Exercise directions
Exactly how many lines in this data contain the word "single"? Only the number should be given.

Information supplied
//! Process-local contention quarantine.
//!
//! When a batch fails with a lock conflict its keys are parked here for a
//! randomized window so that workers back off instead of hammering the
//! same contended rows. The ledger is intentionally not persisted: after a
//! restart the worst case is one extra contention retry.

use std::collections::HashMap;
use std::time::Duration;

use chrono::{DateTime, Utc};
use rand::Rng;

use common::EntryKey;

/// Mapping from candidate key to "retry not before" timestamp.
///
/// Owned by a single worker loop; never shared across loop instances.
pub struct QuarantineLedger {
    entries: HashMap<EntryKey, DateTime<Utc>>,
    min_backoff: Duration,
    max_backoff: Duration,
}

impl QuarantineLedger {
    /// Ledger handing out jittered windows in `[min_backoff, max_backoff]`.
    pub fn new(min_backoff: Duration, max_backoff: Duration) -> Self {
        Self {
            entries: HashMap::new(),
            min_backoff,
            max_backoff,
        }
    }

    /// Remove every entry whose retry deadline has passed.
    pub fn purge_expired(&mut self, now: DateTime<Utc>) {
        self.entries.retain(|_, retry_not_before| *retry_not_before > now);
    }

    /// Whether `key` is currently quarantined.
    pub fn contains(&self, key: &EntryKey) -> bool {
        self.entries.contains_key(key)
    }

    /// Quarantine `key` until `now` plus a uniformly random backoff.
    ///
    /// Re-quarantining overwrites the previous deadline. The per-entry
    /// jitter avoids synchronized retries across keys and workers.
    pub fn quarantine(&mut self, key: EntryKey, now: DateTime<Utc>) {
        let backoff_secs = rand::thread_rng()
            .gen_range(self.min_backoff.as_secs()..=self.max_backoff.as_secs());
        let retry_not_before = now + chrono::Duration::seconds(backoff_secs as i64);
        self.entries.insert(key, retry_not_before);
    }

    /// Retry deadline for `key`, if quarantined.
    pub fn retry_not_before(&self, key: &EntryKey) -> Option<DateTime<Utc>> {
        self.entries.get(key).copied()
    }

    pub fn len(&self) -> usize {
        self.entries.len()
    }

    pub fn is_empty(&self) -> bool {
        self.entries.is_empty()
    }
}
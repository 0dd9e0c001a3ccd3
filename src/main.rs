//! Reaper Daemon
//!
//! Hosts a fleet of worker loops that delete expired catalog entries and
//! their replication obligations. Runs continuously by default; `--once`
//! executes a single reap cycle per worker and exits.

use anyhow::{Context, Result};
use clap::Parser;
use common::{Catalog, Configuration};
use reaper::{DeletionGateway, FleetCoordinator, ReaperMetrics, WorkSource};
use std::sync::Arc;

#[derive(Parser, Debug)]
#[command(author, version, about, long_about = None)]
struct Args {
    /// Path to configuration file
    #[arg(short, long, default_value = "reaperd.toml")]
    config: String,

    /// Run one reap cycle per worker and exit
    #[arg(long)]
    once: bool,
}

/// Waits for a shutdown signal (SIGINT or SIGTERM)
async fn wait_for_shutdown_signal() -> Result<()> {
    #[cfg(unix)]
    {
        use tokio::signal::unix::{SignalKind, signal};

        let mut sigint =
            signal(SignalKind::interrupt()).context("Failed to install SIGINT handler")?;
        let mut sigterm =
            signal(SignalKind::terminate()).context("Failed to install SIGTERM handler")?;

        tokio::select! {
            _ = sigint.recv() => log::info!("Received SIGINT"),
            _ = sigterm.recv() => log::info!("Received SIGTERM"),
        }
    }

    #[cfg(not(unix))]
    {
        tokio::signal::ctrl_c()
            .await
            .context("Failed to listen for shutdown signal")?;
        log::info!("Received Ctrl+C");
    }

    Ok(())
}

#[tokio::main]
async fn main() -> Result<()> {
    // Initialize logging
    tracing_subscriber::fmt::init();

    let args = Args::parse();

    // Load configuration
    let config = if std::path::Path::new(&args.config).exists() {
        Configuration::load_from_path(std::path::Path::new(&args.config))
            .context("Failed to load configuration")?
    } else {
        log::info!("Configuration file not found, using defaults");
        Configuration::load().context("Failed to load configuration")?
    };

    config
        .reaper
        .validate()
        .context("Invalid reaper configuration")?;

    // Check if the reaper is enabled
    if !config.reaper.enabled {
        log::info!("Reaper is disabled in configuration (reaper.enabled = false)");
        log::info!("Set REAPERD__REAPER__ENABLED=true or enable in config file to run the reaper");
        return Ok(());
    }

    log::info!("Starting reaper daemon");

    // Connect to the catalog database (initializes the schema)
    let catalog = Arc::new(
        Catalog::new(&config.database.dsn)
            .await
            .context("Failed to connect to catalog database")?,
    );

    let source: Arc<dyn WorkSource> = Arc::clone(&catalog) as Arc<dyn WorkSource>;
    let gateway: Arc<dyn DeletionGateway> = catalog as Arc<dyn DeletionGateway>;

    let metrics = ReaperMetrics::new();
    let mut coordinator =
        FleetCoordinator::new(config.reaper.clone(), source, gateway, metrics.clone());

    if args.once {
        coordinator.start(true);
        coordinator.join().await;
    } else {
        coordinator.start(false);

        log::info!("Reaper daemon running, waiting for shutdown signal");
        wait_for_shutdown_signal().await?;

        log::info!("Received shutdown signal, stopping reaper daemon");
        coordinator.shutdown().await;
    }

    // Log metrics summary on exit
    metrics.summary().log();

    log::info!("Reaper daemon stopped");

    Ok(())
}
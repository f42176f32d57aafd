//! Field rendering utilities for the signup form

use crate::state::{FieldValue, FormField};
use ratatui::{
    layout::Rect,
    style::{Color, Style},
    text::{Line, Span},
    widgets::{Block, Borders, Paragraph, Wrap},
    Frame,
};

/// Draw a form field box.
///
/// An active field gets a cyan border and a cursor; a field with a
/// validation error gets a red border regardless of focus.
pub fn draw_field(
    frame: &mut Frame,
    area: Rect,
    field: &FormField,
    is_active: bool,
    has_error: bool,
) {
    let border_color = if has_error {
        Color::Red
    } else if is_active {
        Color::Cyan
    } else {
        Color::DarkGray
    };

    let value_style = if is_active {
        Style::default().fg(Color::Cyan)
    } else {
        Style::default().fg(Color::DarkGray)
    };

    let display_value = field.display_value();
    let is_select = matches!(field.value, FieldValue::Select { .. });

    let content = if display_value.is_empty() {
        let hint = field.placeholder.as_deref().unwrap_or("");
        Paragraph::new(Line::from(vec![
            Span::styled(hint.to_string(), Style::default().fg(Color::DarkGray)),
            cursor_span(is_active && !is_select),
        ]))
    } else {
        Paragraph::new(Line::from(vec![
            Span::styled(display_value, value_style),
            cursor_span(is_active && !is_select),
        ]))
    };

    let label = if field.required {
        format!(" {} * ", field.label)
    } else {
        format!(" {} ", field.label)
    };

    let block = Block::default()
        .title(label)
        .borders(Borders::ALL)
        .border_style(Style::default().fg(border_color));

    frame.render_widget(content.wrap(Wrap { trim: false }).block(block), area);
}

fn cursor_span(show: bool) -> Span<'static> {
    let cursor = if show { "▌" } else { "" };
    Span::styled(cursor, Style::default().fg(Color::Cyan))
}
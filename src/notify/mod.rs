//! Notification client module for the transactional-email service

mod client;
mod traits;

pub use client::{EmailJsClient, SendError};
pub use traits::NotificationClient;

#[cfg(test)]
pub use traits::MockNotificationClient;
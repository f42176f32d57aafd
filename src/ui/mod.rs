//! UI module for rendering the TUI

mod components;
mod confirmation;
mod field_renderer;
mod form;

use crate::app::App;
use ratatui::Frame;

/// Main draw function.
///
/// The submission state picks exactly one of the two screens.
pub fn draw(frame: &mut Frame, app: &App) {
    let area = frame.area();

    if app.submission.is_submitted() {
        confirmation::draw(frame, area);
    } else {
        form::draw(frame, area, app);
    }
}
//! Application state module

mod field;
mod form;
mod signup;
mod submission;

pub use field::*;
pub use form::*;
pub use signup::*;
pub use submission::*;
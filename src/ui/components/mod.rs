//! Reusable UI components

mod button;

pub use button::{render_button, BUTTON_HEIGHT};
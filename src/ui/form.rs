//! Signup form screen rendering

use super::components::{render_button, BUTTON_HEIGHT};
use super::field_renderer::draw_field;
use crate::app::App;
use crate::state::Form;
use ratatui::{
    layout::{Alignment, Constraint, Direction, Layout, Rect},
    style::{Color, Modifier, Style},
    text::{Line, Span},
    widgets::Paragraph,
    Frame,
};

const FORM_WIDTH: u16 = 64;
const HEADER_HEIGHT: u16 = 5;
const FIELD_HEIGHT: u16 = 3;
const FIELD_COUNT: usize = 5;

/// Draw the signup form screen
pub fn draw(frame: &mut Frame, area: Rect, app: &App) {
    let column = centered_column(area, FORM_WIDTH);

    let name_error = app.errors.full_name.as_deref();
    let email_error = app.errors.email.as_deref();
    let failure = app.submission.error_message();

    // Header, five fields with optional inline error rows, button,
    // optional failure banner, key hints
    let mut constraints = vec![Constraint::Length(HEADER_HEIGHT)];
    constraints.push(Constraint::Length(FIELD_HEIGHT));
    if name_error.is_some() {
        constraints.push(Constraint::Length(1));
    }
    constraints.push(Constraint::Length(FIELD_HEIGHT));
    if email_error.is_some() {
        constraints.push(Constraint::Length(1));
    }
    for _ in 2..FIELD_COUNT {
        constraints.push(Constraint::Length(FIELD_HEIGHT));
    }
    constraints.push(Constraint::Length(BUTTON_HEIGHT));
    if failure.is_some() {
        constraints.push(Constraint::Length(1));
    }
    constraints.push(Constraint::Length(1));
    constraints.push(Constraint::Min(0));

    let chunks = Layout::default()
        .direction(Direction::Vertical)
        .constraints(constraints)
        .split(column);
    let mut next = 0usize;
    let mut chunk = || {
        let area = chunks[next];
        next += 1;
        area
    };

    draw_header(frame, chunk());

    for index in 0..FIELD_COUNT {
        let Some(field) = app.form.get_field(index) else {
            continue;
        };
        let is_active = app.form.active_field_index == index;
        let error = match index {
            0 => name_error,
            1 => email_error,
            _ => None,
        };
        draw_field(frame, chunk(), field, is_active, error.is_some());
        if let Some(message) = error {
            draw_error_line(frame, chunk(), message);
        }
    }

    let submitting = app.submission.is_submitting();
    let label = if submitting {
        "⏳ Submitting..."
    } else {
        "Join Waitlist"
    };
    render_button(
        frame,
        chunk(),
        label,
        app.form.is_submit_row_active(),
        !submitting,
    );

    if let Some(message) = failure {
        draw_error_line(frame, chunk(), message);
    }

    draw_key_hints(frame, chunk());
}

fn draw_header(frame: &mut Frame, area: Rect) {
    let lines = vec![
        Line::from(Span::styled(
            "Join the Waitlist for Next-Gen OTP Delivery",
            Style::default()
                .fg(Color::Green)
                .add_modifier(Modifier::BOLD),
        )),
        Line::from(""),
        Line::from(Span::styled(
            "Reliable, secure authentication with budget-friendly pricing",
            Style::default().fg(Color::DarkGray),
        )),
        Line::from(Span::styled(
            "that fits any business.",
            Style::default().fg(Color::DarkGray),
        )),
    ];
    frame.render_widget(
        Paragraph::new(lines).alignment(Alignment::Center),
        area,
    );
}

fn draw_error_line(frame: &mut Frame, area: Rect, message: &str) {
    frame.render_widget(
        Paragraph::new(Line::from(Span::styled(
            message.to_string(),
            Style::default().fg(Color::Red),
        ))),
        area,
    );
}

fn draw_key_hints(frame: &mut Frame, area: Rect) {
    let hints = Paragraph::new(Line::from(vec![
        Span::styled("Tab", Style::default().fg(Color::Cyan)),
        Span::raw(": next field  "),
        Span::styled("←/→", Style::default().fg(Color::Cyan)),
        Span::raw(": choose option  "),
        Span::styled("Enter", Style::default().fg(Color::Cyan)),
        Span::raw(": submit  "),
        Span::styled("Esc", Style::default().fg(Color::Cyan)),
        Span::raw(": quit"),
    ]))
    .style(Style::default().fg(Color::DarkGray));
    frame.render_widget(hints, area);
}

/// Center a fixed-width column within the available area
fn centered_column(area: Rect, width: u16) -> Rect {
    let chunks = Layout::default()
        .direction(Direction::Horizontal)
        .constraints([
            Constraint::Min(1),
            Constraint::Length(width.min(area.width)),
            Constraint::Min(1),
        ])
        .split(area);
    chunks[1]
}
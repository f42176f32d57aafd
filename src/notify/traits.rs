//! Trait abstraction for the notification client to enable mocking in tests

use async_trait::async_trait;
use std::collections::HashMap;

use super::client::SendError;

/// Trait for the outbound notification send, enabling mocking in tests
#[cfg_attr(test, mockall::automock)]
#[async_trait]
pub trait NotificationClient: Send + Sync {
    /// Deliver one templated notification through the email service.
    ///
    /// The service and template identifiers are opaque; empty identifiers
    /// are passed through and rejected by the service.
    async fn send(
        &self,
        service_id: &str,
        template_id: &str,
        template_params: HashMap<String, String>,
    ) -> Result<(), SendError>;
}
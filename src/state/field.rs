//! Form field value objects

/// Type-safe field values
#[derive(Debug, Clone)]
pub enum FieldValue {
    Text(String),
    Select {
        options: &'static [&'static str],
        selected: Option<usize>,
    },
}

impl Default for FieldValue {
    fn default() -> Self {
        FieldValue::Text(String::new())
    }
}

/// Represents a single form field with its configuration and value
#[derive(Debug, Clone)]
pub struct FormField {
    pub name: String,
    pub label: String,
    pub value: FieldValue,
    pub required: bool,
    pub placeholder: Option<String>,
}

impl FormField {
    /// Create a new text field
    pub fn text(name: &str, label: &str, required: bool) -> Self {
        Self {
            name: name.to_string(),
            label: label.to_string(),
            value: FieldValue::Text(String::new()),
            required,
            placeholder: None,
        }
    }

    /// Create a new text field with a placeholder shown while empty
    pub fn text_with_placeholder(name: &str, label: &str, placeholder: &str) -> Self {
        Self {
            name: name.to_string(),
            label: label.to_string(),
            value: FieldValue::Text(String::new()),
            required: false,
            placeholder: Some(placeholder.to_string()),
        }
    }

    /// Create a new single-select field, initially unset
    pub fn select(name: &str, label: &str, options: &'static [&'static str]) -> Self {
        Self {
            name: name.to_string(),
            label: label.to_string(),
            value: FieldValue::Select {
                options,
                selected: None,
            },
            required: false,
            placeholder: None,
        }
    }

    /// Get the text value (returns empty string for select fields)
    pub fn as_text(&self) -> &str {
        match &self.value {
            FieldValue::Text(s) => s,
            FieldValue::Select { .. } => "",
        }
    }

    /// Get the selected option label, if any
    pub fn selected_option(&self) -> Option<&'static str> {
        match &self.value {
            FieldValue::Select { options, selected } => selected.map(|i| options[i]),
            FieldValue::Text(_) => None,
        }
    }

    /// Get the selected option index, if any
    pub fn selected_index(&self) -> Option<usize> {
        match &self.value {
            FieldValue::Select { selected, .. } => *selected,
            FieldValue::Text(_) => None,
        }
    }

    /// Push a character to the field value
    pub fn push_char(&mut self, c: char) {
        match &mut self.value {
            FieldValue::Text(s) => s.push(c),
            FieldValue::Select { .. } => {
                // Select fields are driven by option cycling, not typing
            }
        }
    }

    /// Remove the last character from the field value
    pub fn pop_char(&mut self) {
        match &mut self.value {
            FieldValue::Text(s) => {
                s.pop();
            }
            FieldValue::Select { selected, .. } => {
                *selected = None;
            }
        }
    }

    /// Cycle the select field forward: unset -> first -> ... -> last -> unset
    pub fn next_option(&mut self) {
        if let FieldValue::Select { options, selected } = &mut self.value {
            *selected = match *selected {
                None => Some(0),
                Some(i) if i + 1 < options.len() => Some(i + 1),
                Some(_) => None,
            };
        }
    }

    /// Cycle the select field backward: unset -> last -> ... -> first -> unset
    pub fn prev_option(&mut self) {
        if let FieldValue::Select { options, selected } = &mut self.value {
            *selected = match *selected {
                None => Some(options.len() - 1),
                Some(0) => None,
                Some(i) => Some(i - 1),
            };
        }
    }

    /// Clear the field value
    pub fn clear(&mut self) {
        match &mut self.value {
            FieldValue::Text(s) => s.clear(),
            FieldValue::Select { selected, .. } => *selected = None,
        }
    }

    /// Get the display value for rendering
    pub fn display_value(&self) -> String {
        match &self.value {
            FieldValue::Text(s) => s.clone(),
            FieldValue::Select { options, selected } => match selected {
                Some(i) => options[*i].to_string(),
                None => "Select an option".to_string(),
            },
        }
    }
}
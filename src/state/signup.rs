//! The signup record forwarded to the waitlist admin inbox

use std::collections::HashMap;
use std::fmt;

/// Recipient label on the admin notification
pub const ADMIN_RECIPIENT: &str = "MOJA Waitlist Admin";

/// Substituted for empty optional fields in the outbound envelope
pub const NOT_PROVIDED: &str = "Not provided";

/// The fixed set of OTP solutions a signup can name
#[derive(Debug, Clone, Copy, PartialEq, Eq)]
pub enum OtpSolution {
    GoogleAuthenticator,
    Authy,
    MicrosoftAuthenticator,
    SmsOtp,
    EmailOtp,
    Other,
}

impl OtpSolution {
    pub const ALL: [OtpSolution; 6] = [
        OtpSolution::GoogleAuthenticator,
        OtpSolution::Authy,
        OtpSolution::MicrosoftAuthenticator,
        OtpSolution::SmsOtp,
        OtpSolution::EmailOtp,
        OtpSolution::Other,
    ];

    /// User-facing labels, in the same order as [`OtpSolution::ALL`]
    pub const LABELS: [&'static str; 6] = [
        "Google Authenticator",
        "Authy",
        "Microsoft Authenticator",
        "SMS-based OTP",
        "Email-based OTP",
        "Other",
    ];

    pub fn label(&self) -> &'static str {
        match self {
            OtpSolution::GoogleAuthenticator => Self::LABELS[0],
            OtpSolution::Authy => Self::LABELS[1],
            OtpSolution::MicrosoftAuthenticator => Self::LABELS[2],
            OtpSolution::SmsOtp => Self::LABELS[3],
            OtpSolution::EmailOtp => Self::LABELS[4],
            OtpSolution::Other => Self::LABELS[5],
        }
    }
}

impl fmt::Display for OtpSolution {
    fn fmt(&self, f: &mut fmt::Formatter<'_>) -> fmt::Result {
        f.write_str(self.label())
    }
}

/// A completed signup as collected from the form
#[derive(Debug, Clone)]
pub struct SignupRequest {
    pub full_name: String,
    pub email: String,
    pub company_name: String,
    pub current_otp_solution: Option<OtpSolution>,
    pub monthly_usage: String,
}

impl SignupRequest {
    /// Build the named template variables for the notification send.
    ///
    /// Empty optional fields are substituted with the literal
    /// [`NOT_PROVIDED`]; `message` carries a plain-text summary of the
    /// whole signup for templates that render a single body block.
    pub fn template_params(&self) -> HashMap<String, String> {
        let company = non_empty_or_default(&self.company_name);
        let current_otp = self
            .current_otp_solution
            .map(|s| s.label().to_string())
            .unwrap_or_else(|| NOT_PROVIDED.to_string());
        let monthly_usage = non_empty_or_default(&self.monthly_usage);

        let message = format!(
            "New waitlist signup:\n\
             Full Name: {}\n\
             Email: {}\n\
             Company: {}\n\
             Current OTP Solution: {}\n\
             Expected Monthly Usage: {}",
            self.full_name, self.email, company, current_otp, monthly_usage
        );

        let mut params = HashMap::new();
        params.insert("to_name".to_string(), ADMIN_RECIPIENT.to_string());
        params.insert("from_name".to_string(), self.full_name.clone());
        params.insert("from_email".to_string(), self.email.clone());
        params.insert("company_name".to_string(), company);
        params.insert("current_otp".to_string(), current_otp);
        params.insert("monthly_usage".to_string(), monthly_usage);
        params.insert("message".to_string(), message);
        params
    }
}

fn non_empty_or_default(value: &str) -> String {
    if value.is_empty() {
        NOT_PROVIDED.to_string()
    } else {
        value.to_string()
    }
}

#[cfg(test)]
mod tests {
    use super::*;
    use pretty_assertions::assert_eq;

    fn minimal_request() -> SignupRequest {
        SignupRequest {
            full_name: "Jane Doe".to_string(),
            email: "jane@x.com".to_string(),
            company_name: String::new(),
            current_otp_solution: None,
            monthly_usage: String::new(),
        }
    }

    #[test]
    fn test_labels_match_all_order() {
        for (solution, label) in OtpSolution::ALL.iter().zip(OtpSolution::LABELS) {
            assert_eq!(solution.label(), label);
        }
    }

    #[test]
    fn test_display_uses_label() {
        assert_eq!(OtpSolution::SmsOtp.to_string(), "SMS-based OTP");
    }

    #[test]
    fn test_empty_optionals_become_not_provided() {
        let params = minimal_request().template_params();
        assert_eq!(params["company_name"], NOT_PROVIDED);
        assert_eq!(params["current_otp"], NOT_PROVIDED);
        assert_eq!(params["monthly_usage"], NOT_PROVIDED);
    }

    #[test]
    fn test_recipient_and_sender_variables() {
        let params = minimal_request().template_params();
        assert_eq!(params["to_name"], "MOJA Waitlist Admin");
        assert_eq!(params["from_name"], "Jane Doe");
        assert_eq!(params["from_email"], "jane@x.com");
    }

    #[test]
    fn test_filled_optionals_pass_through() {
        let request = SignupRequest {
            company_name: "Acme".to_string(),
            current_otp_solution: Some(OtpSolution::Authy),
            monthly_usage: "10,000 authentications".to_string(),
            ..minimal_request()
        };
        let params = request.template_params();
        assert_eq!(params["company_name"], "Acme");
        assert_eq!(params["current_otp"], "Authy");
        assert_eq!(params["monthly_usage"], "10,000 authentications");
    }

    #[test]
    fn test_message_summarizes_all_fields() {
        let request = SignupRequest {
            company_name: "Acme".to_string(),
            current_otp_solution: Some(OtpSolution::GoogleAuthenticator),
            monthly_usage: "5k".to_string(),
            ..minimal_request()
        };
        let params = request.template_params();
        let message = &params["message"];
        assert!(message.starts_with("New waitlist signup:"));
        assert!(message.contains("Full Name: Jane Doe"));
        assert!(message.contains("Email: jane@x.com"));
        assert!(message.contains("Company: Acme"));
        assert!(message.contains("Current OTP Solution: Google Authenticator"));
        assert!(message.contains("Expected Monthly Usage: 5k"));
    }

    #[test]
    fn test_message_uses_not_provided_for_empty_optionals() {
        let params = minimal_request().template_params();
        assert!(params["message"].contains("Company: Not provided"));
    }

    #[test]
    fn test_all_seven_variables_present() {
        let params = minimal_request().template_params();
        assert_eq!(params.len(), 7);
        for key in [
            "to_name",
            "from_name",
            "from_email",
            "company_name",
            "current_otp",
            "monthly_usage",
            "message",
        ] {
            assert!(params.contains_key(key), "missing variable: {key}");
        }
    }
}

Result
5